We forget that women can walk, do chores, and mind children during much of labor. Yes, there is pain—I’ve had children through two separate forms of labor management and so I know this—but it does not have to be the incapacitating experience so often depicted. While in labor with my second child, I enjoyed an enchilada dinner out with my husband while we waited for my contractions to get close together. We also forget that a woman can assume a number of positions during delivery. She need not bring a child into the world on her back only. We also must remember that birth need not have complications or life-threatening moments. Yes, it can and does happen and offers more opportunity for conflict and tension in fiction, but an uncomplicated birth can also come with conflict: a woman who doesn’t like her midwife, a girl birthing without the support of family or a husband, circumstances around her like the coming of an army or a famine can add just as much possibility for conflict without resorting to the often overused idea of labor and delivery complications.

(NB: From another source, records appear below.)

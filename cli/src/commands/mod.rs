//! # KRODE Command Modules
//!
//! File: cli/src/commands/mod.rs
//!
//! ## Overview
//!
//! This module aggregates the top-level commands of the `krode` CLI. Each
//! command defines its own `*Args` struct (parsed by Clap) and an async
//! `handle_*` function called from `main.rs`.
//!
//! ## Commands
//!
//! - `ask`: one-shot reply to a single message
//! - `chat`: interactive chat session mirroring the website widget
//! - `rules`: validate and print the active rule table
//! - `srv`: static site server with the `/api/chat` endpoint
//!

/// One-shot reply to a single message.
pub mod ask;
/// Interactive terminal chat session with quick replies and typing delay.
pub mod chat;
/// Prints the active rule table after validating it.
pub mod rules;
/// Static site server exposing the responder over HTTP.
pub mod srv;
//! # KRODE CLI Chat Integration Tests
//!
//! File: cli/tests/chat.rs
//!
//! ## Overview
//!
//! Integration tests for `krode chat`, driven through stdin with
//! `--no-delay` so replies arrive immediately.
//!

mod common;
use common::*;
use predicates::prelude::*;
use std::fs;

#[test]
fn test_chat_greets_and_answers() {
    let ws = workspace();
    isolated_cmd(ws.path())
        .args(["chat", "--no-delay"])
        .write_stdin("porta\n/bye\n")
        .assert()
        .success()
        .stdout(predicate::str::contains("assistent virtual de KRODE"))
        .stdout(predicate::str::contains("Portes Seccionals"))
        .stdout(predicate::str::contains("Fins aviat!"));
}

#[test]
fn test_chat_quick_reply() {
    let ws = workspace();
    isolated_cmd(ws.path())
        .args(["chat", "--no-delay"])
        .write_stdin("/3\n")
        .assert()
        .success()
        .stdout(predicate::str::contains("Tu: /3\nTu: On esteu ubicats?"))
        .stdout(predicate::str::contains("Tu: Tu:").not())
        .stdout(predicate::str::contains("Carrer Compositor Pep Ventura, 58"));
}

#[test]
fn test_chat_unknown_quick_reply() {
    let ws = workspace();
    isolated_cmd(ws.path())
        .args(["chat", "--no-delay"])
        .write_stdin("/9\n")
        .assert()
        .success()
        .stdout(predicate::str::contains("No quick reply /9"));
}

#[test]
fn test_chat_blank_lines_are_ignored() {
    let ws = workspace();
    isolated_cmd(ws.path())
        .args(["chat", "--no-delay", "--raw"])
        .write_stdin("\n   \n")
        .assert()
        .success()
        .stdout(predicate::str::contains("<strong>").not());
}

#[test]
fn test_chat_ends_at_end_of_input() {
    let ws = workspace();
    isolated_cmd(ws.path())
        .args(["chat", "--no-delay"])
        .write_stdin("")
        .assert()
        .success()
        .stdout(predicate::str::contains("Fins aviat!"));
}

#[test]
fn test_chat_shows_typing_indicator() {
    let ws = workspace();
    fs::write(
        ws.path().join(".krode.toml"),
        "[chat]\nmin_delay_ms = 10\nmax_delay_ms = 20\n",
    )
    .unwrap();

    isolated_cmd(ws.path())
        .arg("chat")
        .write_stdin("porta\n")
        .assert()
        .success()
        .stdout(predicate::str::contains("PORTA està escrivint...\r"))
        .stdout(predicate::str::contains("Portes Seccionals"));
}

#[test]
fn test_chat_no_delay_has_no_indicator() {
    let ws = workspace();
    isolated_cmd(ws.path())
        .args(["chat", "--no-delay"])
        .write_stdin("porta\n")
        .assert()
        .success()
        .stdout(predicate::str::contains("escrivint").not());
}
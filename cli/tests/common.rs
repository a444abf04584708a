//! # KRODE CLI Integration Test Common Helpers
//!
//! File: cli/tests/common.rs
//!
//! ## Overview
//!
//! Shared helpers for the integration tests in `cli/tests/`. Each test file
//! is compiled as its own crate and runs the compiled `krode` binary.
//!
//! Commands built with [`isolated_cmd`] run inside a scratch directory that
//! is marked as a git root and used as the home directory, so neither a
//! user `config.toml` nor a stray `.krode.toml` in an ancestor directory
//! can change the replies under test.
//!

#![allow(dead_code)]

pub use assert_cmd::Command;
use std::path::Path;
use tempfile::TempDir;

/// The compiled `krode` binary for the current test run.
pub fn krode_cmd() -> Command {
    Command::cargo_bin("krode").expect("Failed to find krode binary for testing")
}

/// A scratch workspace: a temp directory containing an empty `.git`.
pub fn workspace() -> TempDir {
    let dir = tempfile::tempdir().expect("Failed to create temp dir");
    std::fs::create_dir(dir.path().join(".git")).expect("Failed to create .git marker");
    dir
}

/// `krode` running in `dir` with `dir` as home and config directory.
pub fn isolated_cmd(dir: &Path) -> Command {
    let mut cmd = krode_cmd();
    cmd.current_dir(dir)
        .env("HOME", dir)
        .env("XDG_CONFIG_HOME", dir.join(".config"))
        .env_remove("RUST_LOG");
    cmd
}
//! # KRODE Ask Command
//!
//! File: cli/src/commands/ask.rs
//!
//! ## Overview
//!
//! `krode ask <message...>` sends one message through the responder and
//! prints the reply. Words are joined with single spaces, so quoting is
//! optional:
//!
//! ```bash
//! krode ask On esteu ubicats?
//! krode ask --raw "Vull un pressupost"
//! krode ask --show-category --rules ./rules.toml "porta"
//! ```
//!
//! A blank message is rejected before the responder is called.
//!
use crate::common::ui;
use crate::core::config;
use crate::core::error::{KrodeError, Result};
use crate::core::responder;
use clap::Parser;
use std::path::PathBuf;
use tracing::info;

/// # Ask Command Arguments (`AskArgs`)
#[derive(Parser, Debug)]
pub struct AskArgs {
    /// The message to send. Multiple words are joined with spaces.
    #[arg(required = true, num_args = 1..)]
    pub message: Vec<String>,

    /// Print the reply markup unchanged instead of plain text.
    #[arg(long)]
    pub raw: bool,

    /// Print the matched reply category before the reply.
    #[arg(long)]
    pub show_category: bool,

    /// Rule file to use instead of the configured or built-in rule table.
    #[arg(long, value_name = "FILE")]
    pub rules: Option<PathBuf>,
}

/// # Handle Ask Command (`handle_ask`)
///
/// Joins the message words, rejects blank input, resolves the rule table
/// (CLI `--rules`, then config, then built-in) and prints the reply.
pub async fn handle_ask(args: AskArgs) -> Result<()> {
    let message = args.message.join(" ");
    if message.trim().is_empty() {
        return Err(KrodeError::EmptyMessage.into());
    }

    let cfg = config::load_config()?;
    let table = cfg.rule_table(args.rules.as_deref())?;

    let reply = if args.show_category {
        let rule = table.classify(&message);
        info!(category = %rule.category(), "Answered message");
        println!("[{}]", rule.category());
        rule.template()
    } else {
        responder::respond_with(&table, &message)
    };
    println!("{}", ui::format_reply(reply, args.raw));
    Ok(())
}
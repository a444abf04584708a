//! # KRODE CLI Main Integration Tests
//!
//! File: cli/tests/main_tests.rs
//!
//! ## Overview
//!
//! Top-level behavior of the `krode` binary: standard flags, subcommand
//! help and aliases.
//!

mod common;
use common::*;
use predicates::prelude::*;

#[test]
fn test_help_lists_commands() {
    krode_cmd()
        .arg("--help")
        .assert()
        .success()
        .stdout(predicate::str::contains("ask"))
        .stdout(predicate::str::contains("chat"))
        .stdout(predicate::str::contains("rules"))
        .stdout(predicate::str::contains("srv"));
}

#[test]
fn test_version_flag() {
    krode_cmd()
        .arg("--version")
        .assert()
        .success()
        .stdout(predicate::str::contains(env!("CARGO_PKG_VERSION")));
}

#[test]
fn test_subcommand_help() {
    for sub in ["ask", "chat", "rules", "srv"] {
        krode_cmd().args([sub, "--help"]).assert().success();
    }
}

#[test]
fn test_missing_subcommand_fails() {
    krode_cmd().assert().failure();
}

#[test]
fn test_ask_alias() {
    let ws = workspace();
    isolated_cmd(ws.path())
        .args(["a", "horari"])
        .assert()
        .success()
        .stdout(predicate::str::contains("Carrer Compositor Pep Ventura, 58"));
}
//! # KRODE Canned-Response Responder
//!
//! File: cli/src/core/responder.rs
//!
//! ## Overview
//!
//! Maps free-text user input to one formatted reply. Matching is
//! deterministic: the input is lowercased and the first rule with a term
//! contained in it wins, in the order product → maintenance → location →
//! pricing → fallback. Each rule carries Catalan and Spanish terms, so no
//! language detection is needed.
//!
//! The responder is total: every string, the empty string included, yields
//! a non-empty reply. Suppressing blank sends is the caller's job (see
//! `commands::chat::session` and the `/api/chat` route).
//!
//! ## Examples
//!
//! ```rust
//! use crate::core::responder;
//!
//! let reply = responder::respond("On esteu ubicats?");
//! assert!(reply.contains("Carrer Compositor Pep Ventura, 58"));
//!
//! // With an explicitly supplied table:
//! let table = RuleTable::load(Path::new("rules.toml"))?;
//! let reply = responder::respond_with(&table, "necessito una reparació");
//! ```
//!
use crate::core::rules::RuleTable;

/// Preset messages offered as quick-reply buttons. They are routed through
/// the responder exactly like typed text.
pub const QUICK_REPLIES: &[&str] = &[
    "Quins productes oferiu?",
    "Necessito manteniment",
    "On esteu ubicats?",
    "Vull un pressupost",
];

/// Replies to `input` using the built-in rule table.
#[allow(dead_code)] // The commands always resolve a table first and call `respond_with`.
pub fn respond(input: &str) -> &'static str {
    RuleTable::builtin().respond(input)
}

/// Replies to `input` using `rules`.
pub fn respond_with<'a>(rules: &'a RuleTable, input: &str) -> &'a str {
    rules.respond(input)
}

/// Resolves a quick-reply selection (1-based) to its preset message.
pub fn quick_reply(index: usize) -> Option<&'static str> {
    index
        .checked_sub(1)
        .and_then(|i| QUICK_REPLIES.get(i))
        .copied()
}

Let’s also not forget the superstitions and customs of other times and cultures. Most of the time, in fantasy, authors are pretty good about remembering that, until modern times, most attendants at a birth were female, but what about other cultural aspects that make the bringing of a child into the world unique? How does a fantasy culture think of a child born still in the amniotic sac? Real world cultures have thought of this from anywhere between terribly unlucky to blessed, even an indication of special gifts. Does the mother eat a piece of the placenta like some real world women? Does a mother have to cleanse herself before entering the intensive stages of labor? Are there superstitions about what a woman can and cannot do during pregnancy and childbirth? These are all things that occur in real world cultures yet are often forgotten in fiction. Just because they might seem silly or outdated doesn’t mean that they can’t be interesting in fantasy fiction, especially because, in fantasy, we can make any superstition true.
I would love to see more stories that explore other possibilities in birth than we are commonly familiar with in modern American culture. Have you read any? I’d love a few recommendations.